▸ Saved data entries
----------

//! Output helpers shared by the commands
//!
//! Robot mode wraps every payload in a [`RobotResponse`]; human mode builds
//! a `HumanLayout` and prints it in one go.

use chrono::{DateTime, Utc};
use colored::{ColoredString, Colorize};
use serde::Serialize;

use crate::core::entry::{KnowledgeEntry, SafetyLevel};
use crate::error::{LensError, Result};

#[derive(Debug, Serialize)]
pub struct RobotResponse<T> {
    pub status: RobotStatus,
    pub timestamp: DateTime<Utc>,
    pub version: String,
    pub data: T,
}

#[derive(Debug, Clone, Copy, PartialEq, Eq, Serialize)]
#[serde(rename_all = "snake_case")]
pub enum RobotStatus {
    Ok,
    /// The command ran but found nothing
    NotFound,
}

pub fn robot_ok<T: Serialize>(data: T) -> RobotResponse<T> {
    robot_with_status(RobotStatus::Ok, data)
}

pub fn robot_not_found<T: Serialize>(data: T) -> RobotResponse<T> {
    robot_with_status(RobotStatus::NotFound, data)
}

fn robot_with_status<T: Serialize>(status: RobotStatus, data: T) -> RobotResponse<T> {
    RobotResponse {
        status,
        timestamp: Utc::now(),
        version: env!("CARGO_PKG_VERSION").to_string(),
        data,
    }
}

pub fn emit_robot<T: Serialize>(response: &RobotResponse<T>) -> Result<()> {
    emit_json(response)
}

fn emit_json<T: Serialize>(value: &T) -> Result<()> {
    let payload = serde_json::to_string_pretty(value)
        .map_err(|err| LensError::Serialization(format!("serialize output: {err}")))?;
    println!("{payload}");
    Ok(())
}

pub(crate) struct HumanLayout {
    lines: Vec<String>,
    key_width: usize,
}

impl Default for HumanLayout {
    fn default() -> Self {
        Self::new()
    }
}

impl HumanLayout {
    #[must_use]
    pub const fn new() -> Self {
        Self {
            lines: Vec::new(),
            key_width: 14,
        }
    }

    pub fn title(&mut self, text: &str) -> &mut Self {
        self.lines.push(text.bold().to_string());
        self.lines.push("═".repeat(text.chars().count()));
        self
    }

    pub fn section(&mut self, text: &str) -> &mut Self {
        self.lines.push(String::new());
        self.lines.push(text.bold().to_string());
        self.lines.push("─".repeat(40).dimmed().to_string());
        self
    }

    pub fn kv(&mut self, key: &str, value: impl std::fmt::Display) -> &mut Self {
        let padded = format!("{key:width$}", width = self.key_width);
        self.lines.push(format!("{} {value}", padded.dimmed()));
        self
    }

    /// Adds a key/value line only when the value is present.
    pub fn kv_opt(&mut self, key: &str, value: Option<&str>) -> &mut Self {
        if let Some(value) = value.filter(|v| !v.trim().is_empty()) {
            self.kv(key, value);
        }
        self
    }

    pub fn push_line(&mut self, line: impl Into<String>) -> &mut Self {
        self.lines.push(line.into());
        self
    }

    #[must_use]
    pub fn build(self) -> String {
        self.lines.join("\n")
    }
}

pub(crate) fn emit_human(layout: HumanLayout) {
    println!("{}", layout.build());
}

pub fn safety_colored(level: SafetyLevel) -> ColoredString {
    let label = level.as_str();
    match level {
        SafetyLevel::Critical => label.red().bold(),
        SafetyLevel::Important => label.yellow(),
        SafetyLevel::Optional => label.cyan(),
        SafetyLevel::SafeToDisable => label.green(),
        SafetyLevel::Unwanted => label.magenta(),
        SafetyLevel::Unknown => label.dimmed(),
    }
}

/// One-line listing used by search and category output.
pub fn entry_line(entry: &KnowledgeEntry) -> String {
    format!(
        "{:>5}  {}  [{}] {}  {}",
        entry.id.to_string().dimmed(),
        entry.name.bold(),
        entry.category,
        safety_colored(entry.safety_level),
        entry.short_description
    )
}

/// Full human rendering of an entry.
pub(crate) fn entry_card(entry: &KnowledgeEntry) -> HumanLayout {
    let mut layout = HumanLayout::new();
    layout.title(&entry.name);
    layout
        .kv("ID", entry.id)
        .kv("Category", entry.category)
        .kv("Safety", safety_colored(entry.safety_level))
        .kv_opt("Publisher", entry.publisher.as_deref())
        .kv_opt("Aliases", entry.aliases.as_deref())
        .kv_opt("Executables", entry.executable_names.as_deref())
        .kv_opt("Tags", entry.tags.as_deref())
        .kv("Updated", entry.last_updated.format("%Y-%m-%d %H:%M UTC"));

    layout.push_line(String::new()).push_line(entry.short_description.clone());
    if let Some(full) = entry.full_description.as_deref() {
        layout.push_line(String::new()).push_line(full.to_string());
    }

    let has_advice = entry.disable_impact.is_some()
        || entry.performance_impact.is_some()
        || entry.recommendation.is_some()
        || entry.info_url.is_some();
    if has_advice {
        layout
            .section("Advice")
            .kv_opt("If disabled", entry.disable_impact.as_deref())
            .kv_opt("Performance", entry.performance_impact.as_deref())
            .kv_opt("Recommended", entry.recommendation.as_deref())
            .kv_opt("More info", entry.info_url.as_deref());
    }
    layout
}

----------

▸ Task description
Copy out every record above once more, precisely as written.

▸ Written solution
//! Output helpers shared by the commands
//!
//! Robot mode wraps every payload in a [`RobotResponse`]; human mode builds
//! a `HumanLayout` and prints it in one go.

use chrono::{DateTime, Utc};
use colored::{ColoredString, Colorize};
use serde::Serialize;

use crate::core::entry::{KnowledgeEntry, SafetyLevel};
use crate::error::{LensError, Result};

#[derive(Debug, Serialize)]
pub struct RobotResponse<T> {
    pub status: RobotStatus,
    pub timestamp: DateTime<Utc>,
    pub version: String,
    pub data: T,
}

#[derive(Debug, Clone, Copy, PartialEq, Eq, Serialize)]
#[serde(rename_all = "snake_case")]
pub enum RobotStatus {
    Ok,
    /// The command ran but found nothing
    NotFound,
}

pub fn robot_ok<T: Serialize>(data: T) -> RobotResponse<T> {
    robot_with_status(RobotStatus::Ok, data)
}

pub fn robot_not_found<T: Serialize>(data: T) -> RobotResponse<T> {
    robot_with_status(RobotStatus::NotFound, data)
}

fn robot_with_status<T: Serialize>(status: RobotStatus, data: T) -> RobotResponse<T> {
    RobotResponse {
        status,
        timestamp: Utc::now(),
        version: env!("CARGO_PKG_VERSION").to_string(),
        data,
    }
}

pub fn emit_robot<T: Serialize>(response: &RobotResponse<T>) -> Result<()> {
    emit_json(response)
}

fn emit_json<T: Serialize>(value: &T) -> Result<()> {
    let payload = serde_json::to_string_pretty(value)
        .map_err(|err| LensError::Serialization(format!("serialize output: {err}")))?;
    println!("{payload}");
    Ok(())
}

pub(crate) struct HumanLayout {
    lines: Vec<String>,
    key_width: usize,
}

impl Default for HumanLayout {
    fn default() -> Self {
        Self::new()
    }
}

impl HumanLayout {
    #[must_use]
    pub const fn new() -> Self {
        Self {
            lines: Vec::new(),
            key_width: 14,
        }
    }

    pub fn title(&mut self, text: &str) -> &mut Self {
        self.lines.push(text.bold().to_string());
        self.lines.push("═".repeat(text.chars().count()));
        self
    }

    pub fn section(&mut self, text: &str) -> &mut Self {
        self.lines.push(String::new());
        self.lines.push(text.bold().to_string());
        self.lines.push("─".repeat(40).dimmed().to_string());
        self
    }

    pub fn kv(&mut self, key: &str, value: impl std::fmt::Display) -> &mut Self {
        let padded = format!("{key:width$}", width = self.key_width);
        self.lines.push(format!("{} {value}", padded.dimmed()));
        self
    }

    /// Adds a key/value line only when the value is present.
    pub fn kv_opt(&mut self, key: &str, value: Option<&str>) -> &mut Self {
        if let Some(value) = value.filter(|v| !v.trim().is_empty()) {
            self.kv(key, value);
        }
        self
    }

    pub fn push_line(&mut self, line: impl Into<String>) -> &mut Self {
        self.lines.push(line.into());
        self
    }

    #[must_use]
    pub fn build(self) -> String {
        self.lines.join("\n")
    }
}

pub(crate) fn emit_human(layout: HumanLayout) {
    println!("{}", layout.build());
}

pub fn safety_colored(level: SafetyLevel) -> ColoredString {
    let label = level.as_str();
    match level {
        SafetyLevel::Critical => label.red().bold(),
        SafetyLevel::Important => label.yellow(),
        SafetyLevel::Optional => label.cyan(),
        SafetyLevel::SafeToDisable => label.green(),
        SafetyLevel::Unwanted => label.magenta(),
        SafetyLevel::Unknown => label.dimmed(),
    }
}

/// One-line listing used by search and category output.
pub fn entry_line(entry: &KnowledgeEntry) -> String {
    format!(
        "{:>5}  {}  [{}] {}  {}",
        entry.id.to_string().dimmed(),
        entry.name.bold(),
        entry.category,
        safety_colored(entry.safety_level),
        entry.short_description
    )
}

/// Full human rendering of an entry.
pub(crate) fn entry_card(entry: &KnowledgeEntry) -> HumanLayout {
    let mut layout = HumanLayout::new();
    layout.title(&entry.name);
    layout
        .kv("ID", entry.id)
        .kv("Category", entry.category)
        .kv("Safety", safety_colored(entry.safety_level))
        .kv_opt("Publisher", entry.publisher.as_deref())
        .kv_opt("Aliases", entry.aliases.as_deref())
        .kv_opt("Executables", entry.executable_names.as_deref())
        .kv_opt("Tags", entry.tags.as_deref())
        .kv("Updated", entry.last_updated.format("%Y-%m-%d %H:%M UTC"));

    layout.push_line(String::new()).push_line(entry.short_description.clone());
    if let Some(full) = entry.full_description.as_deref() {
        layout.push_line(String::new()).push_line(full.to_string());
    }

    let has_advice = entry.disable_impact.is_some()
        || entry.performance_impact.is_some()
        || entry.recommendation.is_some()
        || entry.info_url.is_some();
    if has_advice {
        layout
            .section("Advice")
            .kv_opt("If disabled", entry.disable_impact.as_deref())
            .kv_opt("Performance", entry.performance_impact.as_deref())
            .kv_opt("Recommended", entry.recommendation.as_deref())
            .kv_opt("More info", entry.info_url.as_deref());
    }
    layout
}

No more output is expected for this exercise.